Abstract

A comparison of the impact of additional central electron cyclotron resonance heating (ECRH) and ion cyclotron resonance heating (ICRH) on the behaviour of the tungsten (W) density in the core of H-mode plasmas heated with neutral beam injection (NBI) is performed in ASDEX Upgrade. Both localized and broad profiles of the power density of the ECRH have been obtained, where broad profiles reproduce the profile shape of the ICRH power density, which is applied with a hydrogen minority heating scheme. In contrast to ECRH, which produces direct electron heating only, ICRH eventually heats both electrons and ions in almost equal fractions. It is found that both additional RF heating systems reduce the peaking of the W density profile with increasing central RF heating power.
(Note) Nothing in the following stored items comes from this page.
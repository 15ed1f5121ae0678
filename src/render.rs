//! Renderer: the only code that drives the display, light and sidetone.
//!
//! # Timing
//!
//! ```text
//! '.'        on 1 unit, off 1 unit
//! '-'        on 3 units, off 1 unit
//! ' '        off 2 more units   (letter gap, 3 in total)
//! ' ' × ≥2   off 6 more units   (word gap, 7 in total)
//! other      shown, not keyed
//! ```
//!
//! Rendering blocks for the whole word on purpose: the delays are the
//! timing. Run it on the lowest-priority task.

use embedded_hal::delay::DelayNs;

use crate::config::{Config, SIDETONE_HZ};
use crate::word::Word;

/// Output devices.
pub trait SignalOutput {
    /// Indicator light.
    fn light(&mut self, on: bool);
    /// Tone at `Some(hz)`, or silence.
    fn sound(&mut self, freq_hz: Option<u32>);
    /// Replace the display text.
    fn show_text(&mut self, text: &str);
    /// Blank the display.
    fn clear_text(&mut self);
}

/// Source of randomness for the theme roll.
pub trait RandomSource {
    fn next_u32(&mut self) -> u32;
}

/// One keyed or silent interval, in Morse units.
#[derive(Clone, Copy, Debug, PartialEq, Eq)]
pub struct Pulse {
    pub on: bool,
    pub units: u8,
}

impl Pulse {
    const fn on(units: u8) -> Self {
        Self { on: true, units }
    }

    const fn off(units: u8) -> Self {
        Self { on: false, units }
    }
}

const DOT_UNITS: u8 = 1;
const DASH_UNITS: u8 = 3;
const ELEMENT_GAP_UNITS: u8 = 1;
const LETTER_GAP_EXTRA: u8 = 2;
const WORD_GAP_EXTRA: u8 = 6;

/// Pulse plan for a Morse string.
pub struct Pulses<'a> {
    bytes: &'a [u8],
    pos: usize,
    pending: Option<Pulse>,
}

/// Plan the pulses for `text`.
pub fn pulses(text: &str) -> Pulses<'_> {
    Pulses {
        bytes: text.as_bytes(),
        pos: 0,
        pending: None,
    }
}

impl Iterator for Pulses<'_> {
    type Item = Pulse;

    fn next(&mut self) -> Option<Pulse> {
        if let Some(p) = self.pending.take() {
            return Some(p);
        }

        loop {
            let byte = *self.bytes.get(self.pos)?;
            self.pos += 1;

            match byte {
                b'.' | b'-' => {
                    self.pending = Some(Pulse::off(ELEMENT_GAP_UNITS));
                    let units = if byte == b'.' { DOT_UNITS } else { DASH_UNITS };
                    return Some(Pulse::on(units));
                }
                b' ' => {
                    let mut run = 1;
                    while self.bytes.get(self.pos) == Some(&b' ') {
                        run += 1;
                        self.pos += 1;
                    }
                    let extra = if run >= 2 { WORD_GAP_EXTRA } else { LETTER_GAP_EXTRA };
                    return Some(Pulse::off(extra));
                }
                _ => continue,
            }
        }
    }
}

/// One note of the theme.
#[derive(Clone, Copy, Debug, PartialEq, Eq)]
pub struct Note {
    pub freq_hz: u32,
    pub on_ms: u32,
    pub pause_ms: u32,
}

/// E5 G5 A5 C6 A5 G5 E5.
pub const THEME: [Note; 7] = [
    Note { freq_hz: 659, on_ms: 150, pause_ms: 50 },
    Note { freq_hz: 784, on_ms: 150, pause_ms: 50 },
    Note { freq_hz: 880, on_ms: 150, pause_ms: 100 },
    Note { freq_hz: 1046, on_ms: 200, pause_ms: 100 },
    Note { freq_hz: 880, on_ms: 150, pause_ms: 50 },
    Note { freq_hz: 784, on_ms: 150, pause_ms: 50 },
    Note { freq_hz: 659, on_ms: 300, pause_ms: 0 },
];

/// What the render task is asked to do.
#[derive(Debug, PartialEq, Eq)]
pub enum RenderJob {
    Word(Word),
    Clear,
}

/// Owner of the output devices.
pub struct Renderer<O, D, R> {
    output: O,
    delay: D,
    rng: R,
}

impl<O, D, R> Renderer<O, D, R>
where
    O: SignalOutput,
    D: DelayNs,
    R: RandomSource,
{
    pub fn new(output: O, delay: D, rng: R) -> Self {
        Self { output, delay, rng }
    }

    /// Carry out one job.
    pub fn run(&mut self, job: RenderJob, config: &Config) {
        match job {
            RenderJob::Word(word) => self.render(&word, config),
            RenderJob::Clear => self.output.clear_text(),
        }
    }

    /// Show `word`, then key its dots and dashes.
    pub fn render(&mut self, word: &Word, config: &Config) {
        if self.roll_theme(config.theme_one_in()) {
            self.play_theme();
        }

        self.output.clear_text();
        self.output.show_text(word.as_str());
        log::info!("Morse word: {}", word);

        let unit_ms = u32::from(config.unit_ms());
        for pulse in pulses(word.as_str()) {
            let ms = u32::from(pulse.units) * unit_ms;
            if pulse.on {
                self.key(true);
                self.delay.delay_ms(ms);
                self.key(false);
            } else {
                self.delay.delay_ms(ms);
            }
        }
    }

    /// Play [`THEME`] on the sidetone.
    pub fn play_theme(&mut self) {
        for note in THEME {
            self.output.sound(Some(note.freq_hz));
            self.delay.delay_ms(note.on_ms);
            self.output.sound(None);
            if note.pause_ms > 0 {
                self.delay.delay_ms(note.pause_ms);
            }
        }
    }

    fn roll_theme(&mut self, one_in: u8) -> bool {
        one_in != 0 && self.rng.next_u32() % u32::from(one_in) == 0
    }

    fn key(&mut self, on: bool) {
        self.output.light(on);
        self.output.sound(on.then_some(SIDETONE_HZ));
    }

    /// Give the devices back (tests).
    pub fn into_parts(self) -> (O, D, R) {
        (self.output, self.delay, self.rng)
    }
}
Approximately the same values of W density peaking are obtained when the same values of electron heating are produced by the two RF heating systems, which implies that less total heating power is required with ECRH than with ICRH to reduce the W density peaking. A related modelling activity shows that an important ingredient to explain the experimentally observed trend is the variation of the turbulent W diffusion as a function of the electron to ion heat flux ratio. Additional effects are connected with the more favorable W neoclassical transport convection in the presence of ICRH, produced by the combination of stronger central ion temperature gradients and the impact of the H minority on the W poloidal density asymmetry.